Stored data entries
.....

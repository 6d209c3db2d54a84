use sha1::{Digest, Sha1};
use std::env;
use std::fs;
use std::io::{Cursor, Write};
use std::path::Path;
use std::process::Command;
use tempfile::TempDir;
use zip::CompressionMethod;
use zip::write::{FileOptions, ZipWriter};

fn run_command(args: &[&str], test_dir: &str) -> (bool, String, String) {
    run_command_with_env(args, test_dir, &[])
}

fn run_command_with_env(args: &[&str], test_dir: &str, envs: &[(&str, &str)]) -> (bool, String, String) {
    // Use cargo run which will build if needed
    // Set MCP_DIR in the environment for the subprocess
    let output = Command::new("cargo")
        .args(&["run", "--quiet", "--"])
        .args(args)
        .env("MCP_DIR", test_dir)
        .envs(envs.iter().copied())
        .current_dir(env::current_dir().unwrap())
        .output()
        .expect("Failed to execute command");

    let success = output.status.success();
    let stdout = String::from_utf8(output.stdout).unwrap_or_default();
    let stderr = String::from_utf8(output.stderr).unwrap_or_default();

    // Filter out cargo compilation messages from stderr
    let filtered_stderr: String = stderr
        .lines()
        .filter(|line| {
            !line.contains("Compiling")
                && !line.contains("Finished")
                && !line.contains("warning:")
                && !line.contains("note:")
        })
        .collect::<Vec<_>>()
        .join("\n");

    // Combine stdout and filtered stderr for checking messages
    let combined_output = if stdout.is_empty() {
        filtered_stderr.clone()
    } else if filtered_stderr.is_empty() {
        stdout.clone()
    } else {
        format!("{}\n{}", stdout, filtered_stderr)
    };

    (success, combined_output, filtered_stderr)
}

fn zip_bytes(entries: &[(&str, &[u8])]) -> Vec<u8> {
    let mut zip = ZipWriter::new(Cursor::new(Vec::new()));
    let options = FileOptions::<()>::default().compression_method(CompressionMethod::Stored);
    for (name, contents) in entries {
        zip.start_file(*name, options).unwrap();
        zip.write_all(contents).unwrap();
    }
    zip.finish().unwrap().into_inner()
}

fn artifact(root: &Path, file: &str, data: &[u8]) -> serde_json::Value {
    fs::write(root.join("repo").join(file), data).unwrap();
    serde_json::json!({
        "path": format!("test/{}", file),
        "sha1": hex::encode(Sha1::digest(data)),
        "size": data.len(),
        "url": format!("repo/{}", file),
    })
}

/// An offline working directory: both manifest caches plus a local artifact repository.
fn setup_test_dir() -> TempDir {
    let temp_dir = TempDir::new().expect("Failed to create temp directory");
    let root = temp_dir.path();
    fs::create_dir_all(root.join("repo")).unwrap();
    fs::create_dir_all(root.join("mod_versions")).unwrap();

    let client = artifact(root, "client.jar", b"client bytes");
    let lib = artifact(root, "lib.jar", b"library bytes");
    for id in ["a1.2.2", "a1.2.6"] {
        let descriptor = serde_json::json!({
            "id": id,
            "arguments": {"game": ["--demo"]},
            "downloads": {"client": client},
            "libraries": [{"name": "org.test:lib:1", "downloads": {"artifact": lib}}]
        });
        fs::write(root.join(format!("repo/{}.json", id)), descriptor.to_string()).unwrap();
    }
    let server_lib = artifact(root, "server-lib.jar", b"server library");
    fs::write(
        root.join("repo/hmod125.json"),
        serde_json::json!({"id": "hmod125", "libraries": [{"name": "org.test:server-lib:1", "downloads": {"artifact": server_lib}}]})
            .to_string(),
    )
    .unwrap();
    fs::write(
        root.join("repo/hmod125.zip"),
        zip_bytes(&[("bin/Minecraft_Mod.jar", b"mod jar")]),
    )
    .unwrap();

    fs::write(
        root.join("versions.json"),
        r#"[
            {"id": "a1.2.2", "type": "old_alpha", "releaseTime": "2010-11-10T00:00:00+00:00", "url": "repo/a1.2.2.json"},
            {"id": "a1.2.6", "type": "old_alpha", "releaseTime": "2010-12-03T00:00:00+00:00", "url": "repo/a1.2.6.json"},
            {"id": "b1.7.3", "type": "old_beta", "releaseTime": "2011-07-08T00:00:00+00:00", "url": "repo/missing.json"},
            {"id": "c0.30_01c", "type": "old_alpha", "releaseTime": "not a date"}
        ]"#,
    )
    .unwrap();
    fs::write(
        root.join("mod_versions/versions.json"),
        r#"[{"id": "hmod125", "type": "hmod", "url": "repo/hmod125.json", "resources": "repo/hmod125.zip", "serverVersions": ["0.2.4"]}]"#,
    )
    .unwrap();

    temp_dir
}

#[test]
fn test_versions_lists_newest_first() {
    let temp_dir = setup_test_dir();
    let test_dir = temp_dir.path().to_str().unwrap();

    let (success, output, _) = run_command(&["versions"], test_dir);

    assert!(success, "Versions command should succeed. output: {}", output);
    assert!(output.contains("4 game version(s)"), "output: {}", output);
    assert!(output.contains("Beta 1.7.3"), "output: {}", output);
    assert!(output.contains("Classic 0.30_01c"), "output: {}", output);

    // Undated entries come first, then newest to oldest
    let classic = output.find("c0.30_01c").unwrap();
    let beta = output.find("b1.7.3").unwrap();
    let alpha = output.find("a1.2.2").unwrap();
    assert!(classic < beta && beta < alpha, "unexpected order: {}", output);
}

#[test]
fn test_versions_mod_namespace() {
    let temp_dir = setup_test_dir();
    let test_dir = temp_dir.path().to_str().unwrap();

    let (success, output, _) = run_command(&["versions", "--mod"], test_dir);

    assert!(success, "output: {}", output);
    assert!(output.contains("1 mod version(s)"), "output: {}", output);
    assert!(output.contains("hmod125"), "output: {}", output);
}

#[test]
fn test_compat_resolves_client_range() {
    let temp_dir = setup_test_dir();
    let test_dir = temp_dir.path().to_str().unwrap();

    let (success, output, _) = run_command(&["compat", "hmod 125"], test_dir);

    assert!(success, "output: {}", output);
    assert!(output.contains("a1.2.2"), "output: {}", output);
    assert!(!output.contains("a1.2.6"), "output: {}", output);
}

#[test]
fn test_compat_server_target() {
    let temp_dir = setup_test_dir();
    let test_dir = temp_dir.path().to_str().unwrap();

    let (success, output, _) = run_command(&["compat", "125", "--target", "server"], test_dir);

    assert!(success, "output: {}", output);
    assert!(output.contains("0.2.4"), "output: {}", output);
}

#[test]
fn test_compat_unknown_mod_build_fails() {
    let temp_dir = setup_test_dir();
    let test_dir = temp_dir.path().to_str().unwrap();

    let (success, output, _) = run_command(&["compat", "hmod9000"], test_dir);

    assert!(!success, "Unknown mod build should fail. output: {}", output);
    assert!(output.contains("No compatibility data"), "output: {}", output);
}

#[test]
fn test_setup_installs_version() {
    let temp_dir = setup_test_dir();
    let test_dir = temp_dir.path().to_str().unwrap();

    let (success, output, _) = run_command(&["setup", "a1.2.6"], test_dir);

    assert!(success, "Setup should succeed. output: {}", output);
    assert!(output.contains("Setup a1.2.6 finished"), "output: {}", output);

    let root = temp_dir.path();
    assert_eq!(fs::read(root.join("jars/minecraft_client.jar")).unwrap(), b"client bytes");
    assert!(root.join("libraries/test/lib.jar").exists());
    let descriptor = fs::read_to_string(root.join("conf/version.json")).unwrap();
    assert!(descriptor.contains("a1.2.6"));

    let (success, output, _) = run_command(&["status"], test_dir);
    assert!(success, "output: {}", output);
    assert!(output.contains("Active version: a1.2.6"), "output: {}", output);
}

#[test]
fn test_setup_unknown_version_is_canceled_without_answer() {
    let temp_dir = setup_test_dir();
    let test_dir = temp_dir.path().to_str().unwrap();

    let (success, output, _) = run_command(&["setup", "a9.9"], test_dir);

    assert!(!success, "Setup should not succeed. output: {}", output);
    assert!(output.contains("canceled"), "output: {}", output);
    assert!(!temp_dir.path().join("jars").exists());
}

#[test]
fn test_setup_unknown_version_with_chosen_answer() {
    let temp_dir = setup_test_dir();
    let test_dir = temp_dir.path().to_str().unwrap();

    let (success, output, _) = run_command(&["--choose", "a1.2.2", "setup", "a9.9"], test_dir);

    assert!(success, "output: {}", output);
    let descriptor = fs::read_to_string(temp_dir.path().join("conf/version.json")).unwrap();
    assert!(descriptor.contains("a1.2.2"));
}

#[test]
fn test_setup_broken_descriptor_fails() {
    let temp_dir = setup_test_dir();
    let test_dir = temp_dir.path().to_str().unwrap();

    let (success, output, _) = run_command(&["setup", "b1.7.3"], test_dir);

    assert!(!success, "output: {}", output);
    assert!(output.contains("stage 1 (Preparing) failed"), "output: {}", output);
}

#[test]
fn test_setup_mod_installs_both_sides() {
    let temp_dir = setup_test_dir();
    let test_dir = temp_dir.path().to_str().unwrap();

    let (success, output, _) = run_command(&["setup-mod", "125"], test_dir);

    assert!(success, "Mod setup should succeed. output: {}", output);
    let root = temp_dir.path();
    assert_eq!(fs::read(root.join("jars/minecraft_mod.jar")).unwrap(), b"mod jar");
    assert!(root.join("libraries/test/server-lib.jar").exists());
    let mod_descriptor = fs::read_to_string(root.join("conf/mod.json")).unwrap();
    assert!(mod_descriptor.contains("hmod125"));
    assert!(mod_descriptor.contains("--demo"));

    let (_, output, _) = run_command(&["status"], test_dir);
    assert!(output.contains("Active version: a1.2.2"), "output: {}", output);
    assert!(output.contains("Active mod build: hmod125"), "output: {}", output);
}

#[test]
fn test_status_reports_failed_manifest() {
    let temp_dir = setup_test_dir();
    let test_dir = temp_dir.path().to_str().unwrap();
    fs::remove_dir_all(temp_dir.path().join("mod_versions")).unwrap();

    let (success, output, _) = run_command_with_env(
        &["status"],
        test_dir,
        &[("MCP_MOD_VERSIONS_URL", "missing/mods.json")],
    );

    assert!(!success, "Status should report the failure. output: {}", output);
    assert!(output.contains("failed to load mod manifest"), "output: {}", output);
    assert!(output.contains("4 game version(s) loaded"), "output: {}", output);
}

#[test]
fn test_non_default_manifest_warns() {
    let temp_dir = setup_test_dir();
    let test_dir = temp_dir.path().to_str().unwrap();

    let (success, output, _) = run_command_with_env(
        &["versions"],
        test_dir,
        &[("MCP_VERSIONS_URL", "https://mirror.invalid/versions.json")],
    );

    assert!(success, "output: {}", output);
    assert!(output.contains("non-default version manifest"), "output: {}", output);
}

#[test]
fn test_backup_without_sources_fails() {
    let temp_dir = setup_test_dir();
    let test_dir = temp_dir.path().to_str().unwrap();

    let (success, output, _) = run_command(&["backup"], test_dir);

    assert!(!success, "output: {}", output);
    assert!(output.contains("no sources to back up"), "output: {}", output);
}

#[cfg(unix)]
#[test]
fn test_decompile_backs_up_existing_sources() {
    let temp_dir = setup_test_dir();
    let test_dir = temp_dir.path().to_str().unwrap();
    fs::create_dir_all(temp_dir.path().join("src")).unwrap();
    fs::write(temp_dir.path().join("src/Start.java"), b"class Start {}").unwrap();

    let (success, output, _) = run_command(
        &["--yes", "decompile", "sh", "-c", "touch src/Decompiled.java"],
        test_dir,
    );

    assert!(success, "output: {}", output);
    assert!(temp_dir.path().join("src/Decompiled.java").exists());
    let backups = fs::read_dir(temp_dir.path().join("backups")).unwrap().count();
    assert_eq!(backups, 1);
}

#[cfg(unix)]
#[test]
fn test_decompile_declined_without_yes() {
    let temp_dir = setup_test_dir();
    let test_dir = temp_dir.path().to_str().unwrap();
    fs::create_dir_all(temp_dir.path().join("src")).unwrap();
    fs::write(temp_dir.path().join("src/Start.java"), b"class Start {}").unwrap();

    let (success, _, _) = run_command(&["decompile", "sh", "-c", "touch src/Decompiled.java"], test_dir);

    assert!(!success);
    assert!(!temp_dir.path().join("src/Decompiled.java").exists());
}
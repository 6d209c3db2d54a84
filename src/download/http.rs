// Shared HTTP client and locator utilities

use crate::constants;
use crate::error::Error;
use anyhow::Result;
use reqwest::{Client, Response, StatusCode, Url};
use std::fmt;
use std::path::{Path, PathBuf};
use std::time::Duration;

/// User-Agent string for all HTTP requests
const USER_AGENT: &str = concat!("retromcp/", env!("CARGO_PKG_VERSION"));

lazy_static::lazy_static! {
    /// Shared HTTP client with proper User-Agent and bounded connect time
    static ref CLIENT: Client = Client::builder()
        .user_agent(USER_AGENT)
        .connect_timeout(Duration::from_secs(constants::CONNECT_TIMEOUT_SECS))
        .build()
        .expect("Failed to create HTTP client");
}

/// Where a manifest, descriptor, or archive lives.
///
/// Values are ambiguous by shape, so URL parsing is tried first and anything
/// that does not parse is treated as a filesystem path.
#[derive(Debug, Clone, PartialEq, Eq)]
pub enum Locator {
    Remote(Url),
    Local(PathBuf),
}

impl Locator {
    /// Resolve `raw`, anchoring relative paths at `base`.
    pub fn parse(raw: &str, base: &Path) -> Self {
        let raw = raw.trim();
        match Url::parse(&raw.replace(' ', "%20")) {
            // A single letter scheme is a Windows drive, not a URL.
            Ok(url) if url.scheme().len() > 1 => {
                if url.scheme() == "file" {
                    if let Ok(path) = url.to_file_path() {
                        return Locator::Local(path);
                    }
                }
                Locator::Remote(url)
            }
            _ => Locator::Local(base.join(raw)),
        }
    }

    /// Last path segment, used to name files that come without an explicit path.
    pub fn file_name(&self) -> Option<String> {
        match self {
            Locator::Remote(url) => url
                .path_segments()
                .and_then(|mut segments| segments.next_back())
                .filter(|s| !s.is_empty())
                .map(String::from),
            Locator::Local(path) => path
                .file_name()
                .map(|n| n.to_string_lossy().to_string()),
        }
    }

    /// Read the full contents, over the network or from disk.
    pub async fn read(&self) -> Result<Vec<u8>, Error> {
        match self {
            Locator::Remote(url) => fetch_bytes(url.as_str())
                .await
                .map_err(|e| Error::download(url.as_str(), format!("{:#}", e))),
            Locator::Local(path) => tokio::fs::read(path)
                .await
                .map_err(|e| Error::download(path.display().to_string(), e)),
        }
    }
}

impl fmt::Display for Locator {
    fn fmt(&self, f: &mut fmt::Formatter<'_>) -> fmt::Result {
        match self {
            Locator::Remote(url) => write!(f, "{}", url),
            Locator::Local(path) => write!(f, "{}", path.display()),
        }
    }
}

/// Fetch raw bytes from a URL
pub async fn fetch_bytes(url: &str) -> Result<Vec<u8>> {
    let response: Response = CLIENT.get(url).send().await?;

    if response.status() == StatusCode::NOT_FOUND {
        anyhow::bail!("Resource not found: {}", url);
    }

    if !response.status().is_success() {
        anyhow::bail!("HTTP request failed: {} ({})", url, response.status());
    }

    let bytes = response.bytes().await?;
    Ok(bytes.to_vec())
}

#[cfg(test)]
mod tests {
    use super::*;

    #[test]
    fn test_parse_remote_locator() {
        let locator = Locator::parse("https://example.com/libs/lwjgl 2.jar", Path::new("/work"));
        assert!(matches!(locator, Locator::Remote(_)));
        assert_eq!(locator.to_string(), "https://example.com/libs/lwjgl%202.jar");
        assert_eq!(locator.file_name().as_deref(), Some("lwjgl%202.jar"));
    }

    #[test]
    fn test_parse_relative_path_locator() {
        let locator = Locator::parse("versions/a1.2.6.json", Path::new("/work"));
        assert_eq!(
            locator,
            Locator::Local(PathBuf::from("/work/versions/a1.2.6.json"))
        );
        assert_eq!(locator.file_name().as_deref(), Some("a1.2.6.json"));
    }

    #[tokio::test]
    async fn test_read_missing_local_file_is_download_error() {
        let locator = Locator::parse("does/not/exist.json", Path::new("/nonexistent"));
        let err = locator.read().await.unwrap_err();
        assert!(matches!(err, Error::Download { .. }));
    }

    #[tokio::test]
    async fn test_read_local_file() {
        let dir = tempfile::TempDir::new().unwrap();
        std::fs::write(dir.path().join("data.txt"), b"hello").unwrap();
        let locator = Locator::parse("data.txt", dir.path());
        assert_eq!(locator.read().await.unwrap(), b"hello");
    }
}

.....

In the records above, how many lines include the string "anyhow"? Answer with only the number.

### Answer box:
3